> [Your objective]: An exact reproduction of all the entries is the expected answer.

========

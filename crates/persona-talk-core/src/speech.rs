//! Speech renderers: an external text-to-speech command, or silence.

use log::debug;
use parking_lot::Mutex;
use persona_talk_config::SpeechConfig;
use persona_talk_protocol::{
    EventMsg, EventPayload, EventSink, SpeechRenderer, UtteranceHandle, UtteranceId,
};
use std::process::Stdio;
use std::sync::Arc;
use tokio::process::Command;

/// Build the renderer described by `config`.
pub fn renderer_from_config(
    config: &SpeechConfig,
    event_sink: Option<Arc<dyn EventSink>>,
) -> Arc<dyn SpeechRenderer> {
    match config.command.as_deref().filter(|command| !command.trim().is_empty()) {
        Some(command) => Arc::new(
            CommandSpeechRenderer::new(command, config.args.clone(), event_sink)
                .with_voice(config.language.clone(), config.rate),
        ),
        None => Arc::new(SilentSpeechRenderer),
    }
}

/// Renderer that never produces sound.
#[derive(Debug, Default, Clone, Copy)]
pub struct SilentSpeechRenderer;

impl SpeechRenderer for SilentSpeechRenderer {
    fn speak(&self, text: &str) -> UtteranceHandle {
        let handle = UtteranceHandle::new();
        debug!(
            "speech disabled, skipping utterance (utterance_id={}, text_len={})",
            handle.id(),
            text.len()
        );
        handle
    }

    fn cancel_all(&self) {}

    fn is_speaking(&self) -> bool {
        false
    }
}

/// Shared between the renderer and its playback tasks.
struct Playback {
    active: Mutex<Option<UtteranceHandle>>,
    event_sink: Option<Arc<dyn EventSink>>,
}

impl Playback {
    fn emit(&self, payload: EventPayload) {
        if let Some(sink) = &self.event_sink {
            sink.emit(EventMsg::new(None, payload));
        }
    }

    /// Clear the active slot if it still belongs to `id`.
    fn finish(&self, id: UtteranceId) {
        let mut active = self.active.lock();
        if active.as_ref().map(UtteranceHandle::id) == Some(id) {
            active.take();
        }
    }
}

/// Runs an external program once per utterance with the text as last argument.
///
/// `{language}` and `{rate}` inside configured arguments are substituted.
/// Starting an utterance kills the one in progress. Spawn and exit failures are
/// logged and otherwise ignored.
pub struct CommandSpeechRenderer {
    program: String,
    args: Vec<String>,
    language: String,
    rate: f32,
    playback: Arc<Playback>,
}

impl CommandSpeechRenderer {
    pub fn new(
        program: impl Into<String>,
        args: Vec<String>,
        event_sink: Option<Arc<dyn EventSink>>,
    ) -> Self {
        Self {
            program: program.into(),
            args,
            language: "ja-JP".to_string(),
            rate: 1.0,
            playback: Arc::new(Playback {
                active: Mutex::new(None),
                event_sink,
            }),
        }
    }

    /// Set the values substituted for `{language}` and `{rate}`.
    pub fn with_voice(mut self, language: impl Into<String>, rate: f32) -> Self {
        self.language = language.into();
        self.rate = rate;
        self
    }

    fn command_args(&self, text: &str) -> Vec<String> {
        let rate = self.rate.to_string();
        let mut args = self
            .args
            .iter()
            .map(|arg| {
                arg.replace("{language}", &self.language)
                    .replace("{rate}", &rate)
            })
            .collect::<Vec<_>>();
        args.push(text.to_string());
        args
    }
}

impl SpeechRenderer for CommandSpeechRenderer {
    fn speak(&self, text: &str) -> UtteranceHandle {
        let handle = UtteranceHandle::new();
        let Ok(runtime) = tokio::runtime::Handle::try_current() else {
            debug!("no runtime for speech (utterance_id={})", handle.id());
            return handle;
        };

        if let Some(previous) = self.playback.active.lock().replace(handle.clone()) {
            previous.cancel();
        }

        let mut command = Command::new(&self.program);
        command
            .args(self.command_args(text))
            .stdin(Stdio::null())
            .stdout(Stdio::null())
            .stderr(Stdio::null())
            .kill_on_drop(true);
        let playback = self.playback.clone();
        let utterance = handle.clone();
        let program = self.program.clone();
        runtime.spawn(async move {
            let id = utterance.id();
            let mut child = match command.spawn() {
                Ok(child) => child,
                Err(err) => {
                    debug!("speech command failed to start (program={program}): {err}");
                    playback.finish(id);
                    playback.emit(EventPayload::SpeechFinished { utterance_id: id });
                    return;
                }
            };
            playback.emit(EventPayload::SpeechStarted { utterance_id: id });
            tokio::select! {
                status = child.wait() => {
                    if let Err(err) = &status {
                        debug!("speech command wait failed (utterance_id={id}): {err}");
                    }
                    playback.finish(id);
                    playback.emit(EventPayload::SpeechFinished { utterance_id: id });
                }
                _ = utterance.cancelled() => {
                    let _ = child.kill().await;
                    playback.finish(id);
                    playback.emit(EventPayload::SpeechCancelled { utterance_id: id });
                }
            }
        });
        handle
    }

    fn cancel_all(&self) {
        if let Some(active) = self.playback.active.lock().take() {
            active.cancel();
        }
    }

    fn is_speaking(&self) -> bool {
        self.playback.active.lock().is_some()
    }
}

#[cfg(test)]
mod tests {
    use super::{CommandSpeechRenderer, SilentSpeechRenderer, renderer_from_config};
    use persona_talk_config::SpeechConfig;
    use persona_talk_protocol::SpeechRenderer;
    use pretty_assertions::assert_eq;

    #[test]
    fn substitutes_voice_placeholders() {
        let renderer = CommandSpeechRenderer::new(
            "say",
            vec!["--lang={language}".to_string(), "-r".to_string(), "{rate}".to_string()],
            None,
        )
        .with_voice("en-US", 1.5);
        assert_eq!(
            renderer.command_args("hello"),
            vec!["--lang=en-US", "-r", "1.5", "hello"]
        );
    }

    #[test]
    fn silent_renderer_never_speaks() {
        let renderer = SilentSpeechRenderer;
        renderer.speak("hi");
        assert!(!renderer.is_speaking());
    }

    #[test]
    fn config_without_command_is_silent() {
        let renderer = renderer_from_config(&SpeechConfig::default(), None);
        renderer.speak("hi");
        assert!(!renderer.is_speaking());
    }
}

========

> [Answer to this exercise]:
filename crates/persona-talk-core/src/speech.rs
//! Speech renderers: an external text-to-speech command, or silence.

use log::debug;
use parking_lot::Mutex;
use persona_talk_config::SpeechConfig;
use persona_talk_protocol::{
    EventMsg, EventPayload, EventSink, SpeechRenderer, UtteranceHandle, UtteranceId,
};
use std::process::Stdio;
use std::sync::Arc;
use tokio::process::Command;

/// Build the renderer described by `config`.
pub fn renderer_from_config(
    config: &SpeechConfig,
    event_sink: Option<Arc<dyn EventSink>>,
) -> Arc<dyn SpeechRenderer> {
    match config.command.as_deref().filter(|command| !command.trim().is_empty()) {
        Some(command) => Arc::new(
            CommandSpeechRenderer::new(command, config.args.clone(), event_sink)
                .with_voice(config.language.clone(), config.rate),
        ),
        None => Arc::new(SilentSpeechRenderer),
    }
}

/// Renderer that never produces sound.
#[derive(Debug, Default, Clone, Copy)]
pub struct SilentSpeechRenderer;

impl SpeechRenderer for SilentSpeechRenderer {
    fn speak(&self, text: &str) -> UtteranceHandle {
        let handle = UtteranceHandle::new();
        debug!(
            "speech disabled, skipping utterance (utterance_id={}, text_len={})",
            handle.id(),
            text.len()
        );
        handle
    }

    fn cancel_all(&self) {}

    fn is_speaking(&self) -> bool {
        false
    }
}

/// Shared between the renderer and its playback tasks.
struct Playback {
    active: Mutex<Option<UtteranceHandle>>,
    event_sink: Option<Arc<dyn EventSink>>,
}

impl Playback {
    fn emit(&self, payload: EventPayload) {
        if let Some(sink) = &self.event_sink {
            sink.emit(EventMsg::new(None, payload));
        }
    }

    /// Clear the active slot if it still belongs to `id`.
    fn finish(&self, id: UtteranceId) {
        let mut active = self.active.lock();
        if active.as_ref().map(UtteranceHandle::id) == Some(id) {
            active.take();
        }
    }
}

/// Runs an external program once per utterance with the text as last argument.
///
/// `{language}` and `{rate}` inside configured arguments are substituted.
/// Starting an utterance kills the one in progress. Spawn and exit failures are
/// logged and otherwise ignored.
pub struct CommandSpeechRenderer {
    program: String,
    args: Vec<String>,
    language: String,
    rate: f32,
    playback: Arc<Playback>,
}

impl CommandSpeechRenderer {
    pub fn new(
        program: impl Into<String>,
        args: Vec<String>,
        event_sink: Option<Arc<dyn EventSink>>,
    ) -> Self {
        Self {
            program: program.into(),
            args,
            language: "ja-JP".to_string(),
            rate: 1.0,
            playback: Arc::new(Playback {
                active: Mutex::new(None),
                event_sink,
            }),
        }
    }

    /// Set the values substituted for `{language}` and `{rate}`.
    pub fn with_voice(mut self, language: impl Into<String>, rate: f32) -> Self {
        self.language = language.into();
        self.rate = rate;
        self
    }

    fn command_args(&self, text: &str) -> Vec<String> {
        let rate = self.rate.to_string();
        let mut args = self
            .args
            .iter()
            .map(|arg| {
                arg.replace("{language}", &self.language)
                    .replace("{rate}", &rate)
            })
            .collect::<Vec<_>>();
        args.push(text.to_string());
        args
    }
}

impl SpeechRenderer for CommandSpeechRenderer {
    fn speak(&self, text: &str) -> UtteranceHandle {
        let handle = UtteranceHandle::new();
        let Ok(runtime) = tokio::runtime::Handle::try_current() else {
            debug!("no runtime for speech (utterance_id={})", handle.id());
            return handle;
        };

        if let Some(previous) = self.playback.active.lock().replace(handle.clone()) {
            previous.cancel();
        }

        let mut command = Command::new(&self.program);
        command
            .args(self.command_args(text))
            .stdin(Stdio::null())
            .stdout(Stdio::null())
            .stderr(Stdio::null())
            .kill_on_drop(true);
        let playback = self.playback.clone();
        let utterance = handle.clone();
        let program = self.program.clone();
        runtime.spawn(async move {
            let id = utterance.id();
            let mut child = match command.spawn() {
                Ok(child) => child,
                Err(err) => {
                    debug!("speech command failed to start (program={program}): {err}");
                    playback.finish(id);
                    playback.emit(EventPayload::SpeechFinished { utterance_id: id });
                    return;
                }
            };
            playback.emit(EventPayload::SpeechStarted { utterance_id: id });
            tokio::select! {
                status = child.wait() => {
                    if let Err(err) = &status {
                        debug!("speech command wait failed (utterance_id={id}): {err}");
                    }
                    playback.finish(id);
                    playback.emit(EventPayload::SpeechFinished { utterance_id: id });
                }
                _ = utterance.cancelled() => {
                    let _ = child.kill().await;
                    playback.finish(id);
                    playback.emit(EventPayload::SpeechCancelled { utterance_id: id });
                }
            }
        });
        handle
    }

    fn cancel_all(&self) {
        if let Some(active) = self.playback.active.lock().take() {
            active.cancel();
        }
    }

    fn is_speaking(&self) -> bool {
        self.playback.active.lock().is_some()
    }
}

#[cfg(test)]
mod tests {
    use super::{CommandSpeechRenderer, SilentSpeechRenderer, renderer_from_config};
    use persona_talk_config::SpeechConfig;
    use persona_talk_protocol::SpeechRenderer;
    use pretty_assertions::assert_eq;

    #[test]
    fn substitutes_voice_placeholders() {
        let renderer = CommandSpeechRenderer::new(
            "say",
            vec!["--lang={language}".to_string(), "-r".to_string(), "{rate}".to_string()],
            None,
        )
        .with_voice("en-US", 1.5);
        assert_eq!(
            renderer.command_args("hello"),
            vec!["--lang=en-US", "-r", "1.5", "hello"]
        );
    }

    #[test]
    fn silent_renderer_never_speaks() {
        let renderer = SilentSpeechRenderer;
        renderer.speak("hi");
        assert!(!renderer.is_speaking());
    }

    #[test]
    fn config_without_command_is_silent() {
        let renderer = renderer_from_config(&SpeechConfig::default(), None);
        renderer.speak("hi");
        assert!(!renderer.is_speaking());
    }
}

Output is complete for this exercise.